Sobre “o veredicto sem apelo de Bergoglio contra o padre pedófilo”

16-02-2014 15:57

Sobre “o veredicto sem apelo de Bergoglio contra o padre pedófilo”

O texto referenciado em epígrafe reporta uma decisão condenatória de um padre italiano acusado de pedofilia, ou pelo menos abuso de menor ("efebofilia"), com fundamento que, após as devidas investigações, terá vindo a comprovar-se. Garante mesmo que “não há descontos na era da transparência do papa Francisco”. A contrario, deixa na penumbra de alegado encobridor do caso (ou de o haver tratado com excessiva benignidade) o ordinário diocesano, que se terá sentido ultrapassado pelo enunciado decisório da Congregação da Doutrina da Fé (CDF), que – adiante-se – ao tratar destas causas atinentes a bispos ou a padres, ultrapassa a sua índole meramente executiva ou mesmo administrativa e se constitui em tribunal especial e tribunal supremo. Isto, pelo menos desde 18 de maio de 2001, com a carta de delictis gravioribus, da CDF.

As decisões condenatórias do Vaticano, à partida, não me merecem reparo. Todavia, e contradizendo-se a si mesmo o texto em causa, ao salientar, por um lado, a intangibilidade da era "Francisco" e, por outro, ao fazer remontar a onda de penalizações para tempos anteriores, inclusive enaltecendo as medidas “não garantistas” do consulado dicasterial de Ratzinger, não vejo por que motivo o Vaticano seja visto com tanta suspeita por eclesiásticos e entidades externas. Se a pena eclesiástica máxima tem sido aplicada ou, pelo menos perentoriamente prevista, só restará acrescentar outras, de que não vejo a Igreja poder dispor, a não ser que pretendamos instaurar e aceitar um clima de delação e voltar ao tempo da Inquisição: "encontrar os relapsos e, caso não se verguem, relaxá-los ao braço secular".

De resto, tranquiliza-me que fraseado como este “É como uma condenação à morte ou à prisão perpétua” não tenha provindo das instâncias dicasteriais romanas, mas de observadores, embora vaticanistas. Porém, não me deixa tranquilo o beneplácito pela hipotética opção pela via administrativa (a ser verdade), plasmada no comentário: "E é uma medida que, nesse caso, a Santa Sé tomou não através de um processo tradicional, com as testemunhas e a defesa. Mas até escolhendo a via administrativa, a mais rápida, dado o grau de certeza do Vaticano.". E, em face do que assegurei acima, a probidade vaticana, apesar de tudo quanto é acusada, não me permite concluir que tenha havido uma opção pela via administrativa. Além disso, não se torna pertinente sobrelevar a expressão “sem apelo” sobre o veredicto em referência, uma vez que se trata do tribunal supremo para aquela matéria, a não ser (possível em tese) o recurso para o plenário ou o apelo para o próprio papa, também detentor do poder judicial. Não sei mesmo (penso que não) se crimes deste género admitem as clássicas “atenuantes”; no entanto, estão sujeitos ao mecanismo da prescrição (de dez anos desde o momento em que a vítima perfaça os 22 anos, segundo a citada carta).

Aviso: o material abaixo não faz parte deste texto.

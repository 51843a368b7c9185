//! Job queue for background document ingestion

use dashmap::DashMap;
use serde::{Deserialize, Serialize};
use std::path::PathBuf;
use std::sync::Arc;
use tokio::sync::mpsc;
use uuid::Uuid;

use crate::error::{Error, Result};
use crate::ingestion::DocumentFormat;

/// Processing stage
#[derive(Debug, Clone, Copy, Serialize, Deserialize, PartialEq, Eq)]
#[serde(rename_all = "snake_case")]
pub enum ProcessingStage {
    Queued,
    Reading,
    Chunking,
    Embedding,
    Storing,
    Complete,
    Failed,
}

/// Job status
#[derive(Debug, Clone, Copy, Serialize, Deserialize, PartialEq, Eq)]
#[serde(rename_all = "snake_case")]
pub enum JobStatus {
    Pending,
    Processing,
    Complete,
    Failed,
}

impl JobStatus {
    pub fn is_finished(&self) -> bool {
        matches!(self, Self::Complete | Self::Failed)
    }
}

/// Progress information for a job
#[derive(Debug, Clone, Serialize, Deserialize)]
pub struct JobProgress {
    pub job_id: Uuid,
    pub file: String,
    pub status: JobStatus,
    pub stage: ProcessingStage,
    pub chunks: usize,
    pub error: Option<String>,
    pub created_at: chrono::DateTime<chrono::Utc>,
    pub updated_at: chrono::DateTime<chrono::Utc>,
    pub completed_at: Option<chrono::DateTime<chrono::Utc>>,
}

impl JobProgress {
    pub fn new(job_id: Uuid, file: impl Into<String>) -> Self {
        let now = chrono::Utc::now();
        Self {
            job_id,
            file: file.into(),
            status: JobStatus::Pending,
            stage: ProcessingStage::Queued,
            chunks: 0,
            error: None,
            created_at: now,
            updated_at: now,
            completed_at: None,
        }
    }

    /// Wall time from submission to completion, if finished
    pub fn duration_ms(&self) -> Option<i64> {
        self.completed_at
            .map(|done| (done - self.created_at).num_milliseconds())
    }
}

/// An uploaded document waiting to be ingested
#[derive(Debug, Clone)]
pub struct IngestJob {
    pub id: Uuid,
    /// Where the uploaded bytes were stored
    pub path: PathBuf,
    /// Source name recorded on every chunk
    pub source: String,
    pub format: DocumentFormat,
}

impl IngestJob {
    pub fn new(
        path: impl Into<PathBuf>,
        source: impl Into<String>,
        format: DocumentFormat,
    ) -> Self {
        Self {
            id: Uuid::new_v4(),
            path: path.into(),
            source: source.into(),
            format,
        }
    }
}

/// Job queue for managing background ingestion
pub struct JobQueue {
    /// Jobs with progress, including finished ones
    jobs: Arc<DashMap<Uuid, JobProgress>>,
    /// Channel for sending jobs to workers
    sender: mpsc::Sender<IngestJob>,
    worker_count: usize,
}

impl JobQueue {
    /// Create a queue holding at most `capacity` waiting jobs
    pub fn new(worker_count: usize, capacity: usize) -> (Self, mpsc::Receiver<IngestJob>) {
        let (sender, receiver) = mpsc::channel(capacity.max(1));

        let queue = Self {
            jobs: Arc::new(DashMap::new()),
            sender,
            worker_count,
        };

        (queue, receiver)
    }

    /// Submit a job for processing
    ///
    /// Fails without waiting when the queue is full or the workers are gone.
    pub fn submit(&self, job: IngestJob) -> Result<Uuid> {
        let job_id = job.id;
        self.jobs.insert(job_id, JobProgress::new(job_id, job.source.clone()));

        if let Err(e) = self.sender.try_send(job) {
            let message = match e {
                mpsc::error::TrySendError::Full(_) => "ingestion queue is full",
                mpsc::error::TrySendError::Closed(_) => "ingestion workers are not running",
            };
            tracing::error!("Failed to submit job {}: {}", job_id, message);
            self.fail(job_id, message);
            return Err(Error::internal(message));
        }

        tracing::debug!("Queued job {}", job_id);
        Ok(job_id)
    }

    /// Get job progress
    pub fn get(&self, job_id: Uuid) -> Option<JobProgress> {
        self.jobs.get(&job_id).map(|p| p.clone())
    }

    /// All jobs, newest first
    pub fn list(&self) -> Vec<JobProgress> {
        let mut jobs: Vec<JobProgress> = self.jobs.iter().map(|e| e.value().clone()).collect();
        jobs.sort_by(|a, b| b.created_at.cmp(&a.created_at));
        jobs
    }

    /// Mark a job as picked up by a worker
    pub fn start(&self, job_id: Uuid) {
        if let Some(mut progress) = self.jobs.get_mut(&job_id) {
            progress.status = JobStatus::Processing;
            progress.updated_at = chrono::Utc::now();
        }
    }

    /// Update job stage
    pub fn update_stage(&self, job_id: Uuid, stage: ProcessingStage) {
        if let Some(mut progress) = self.jobs.get_mut(&job_id) {
            progress.stage = stage;
            progress.updated_at = chrono::Utc::now();
        }
    }

    /// Record a successful ingestion
    pub fn complete(&self, job_id: Uuid, chunks: usize) {
        if let Some(mut progress) = self.jobs.get_mut(&job_id) {
            let now = chrono::Utc::now();
            progress.status = JobStatus::Complete;
            progress.stage = ProcessingStage::Complete;
            progress.chunks = chunks;
            progress.updated_at = now;
            progress.completed_at = Some(now);
        }
    }

    /// Record a failed ingestion
    pub fn fail(&self, job_id: Uuid, error: impl Into<String>) {
        if let Some(mut progress) = self.jobs.get_mut(&job_id) {
            let now = chrono::Utc::now();
            progress.status = JobStatus::Failed;
            progress.stage = ProcessingStage::Failed;
            progress.error = Some(error.into());
            progress.updated_at = now;
            progress.completed_at = Some(now);
        }
    }

    /// Drop finished jobs that completed before `cutoff`
    ///
    /// Pending and running jobs are always kept. Returns the number removed.
    pub fn evict_finished(&self, cutoff: chrono::DateTime<chrono::Utc>) -> usize {
        let before = self.jobs.len();
        self.jobs.retain(|_, progress| {
            !(progress.status.is_finished()
                && progress.completed_at.is_some_and(|done| done < cutoff))
        });
        let evicted = before.saturating_sub(self.jobs.len());
        if evicted > 0 {
            tracing::debug!("Evicted {} finished jobs", evicted);
        }
        evicted
    }

    /// Get queue statistics
    pub fn stats(&self) -> QueueStats {
        let mut stats = QueueStats {
            total_jobs: self.jobs.len(),
            worker_count: self.worker_count,
            ..QueueStats::default()
        };
        for job in self.jobs.iter() {
            match job.status {
                JobStatus::Pending => stats.pending += 1,
                JobStatus::Processing => stats.processing += 1,
                JobStatus::Complete => stats.complete += 1,
                JobStatus::Failed => stats.failed += 1,
            }
        }
        stats
    }
}

/// Queue statistics
#[derive(Debug, Clone, Default, Serialize)]
pub struct QueueStats {
    pub total_jobs: usize,
    pub pending: usize,
    pub processing: usize,
    pub complete: usize,
    pub failed: usize,
    pub worker_count: usize,
}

A via administrativa nunca é totalmente segura, nem o alegado "grau de certeza" a ratifica. A via judicial, que tem em conta as possibilidades de defesa e segue os elementos testemunhais, documentais e periciais de prova, revela-se muito menos falível e dá maior tranquilidade a quem teve a tarefa espinhosa de sentenciar. De modo algum, posso acreditar que o rigor que se preconiza (às vezes, com sabor taliónico) anule a caritas erga personam em nome de uma justiça meramente vindicativa. Se é verdade que a justiça se ministra em nome do “Direito”, não vale subordinar em absoluto à dignidade das vítimas a absoluta indignificação dos infratores. Mesmo que se tenha esgotado, em termos humanos, a sua recuperação, não nos é lícito atirá-los para o inferno.

Finalmente, não me aflige a expressão "redução ao estado laical". Sempre reduzi quilómetros a metros e vice-versa e ninguém me ensinou que o quilómetro era essencialmente superior ao metro (grau é grau; não é essência). A lógica do poder que possa contrapor leigo e clérigo não me parece relevante, dado que o poder hierárquico é somente uma vertente do poder, o qual reside essencialmente no “saber”. Contemporaneamente é de quem tenha possibilidade de mostrar saber ou conhecimento que as estruturas de poder têm medo (político, militar, financeiro, económico, empresarial, laboral...). Vejam-se os casos mediáticos da novel espionagem ou a relevância que os departamentos de informação e centros de criptografia tinham e continuam a ter nos Estados, nas polícias e nas forças armadas!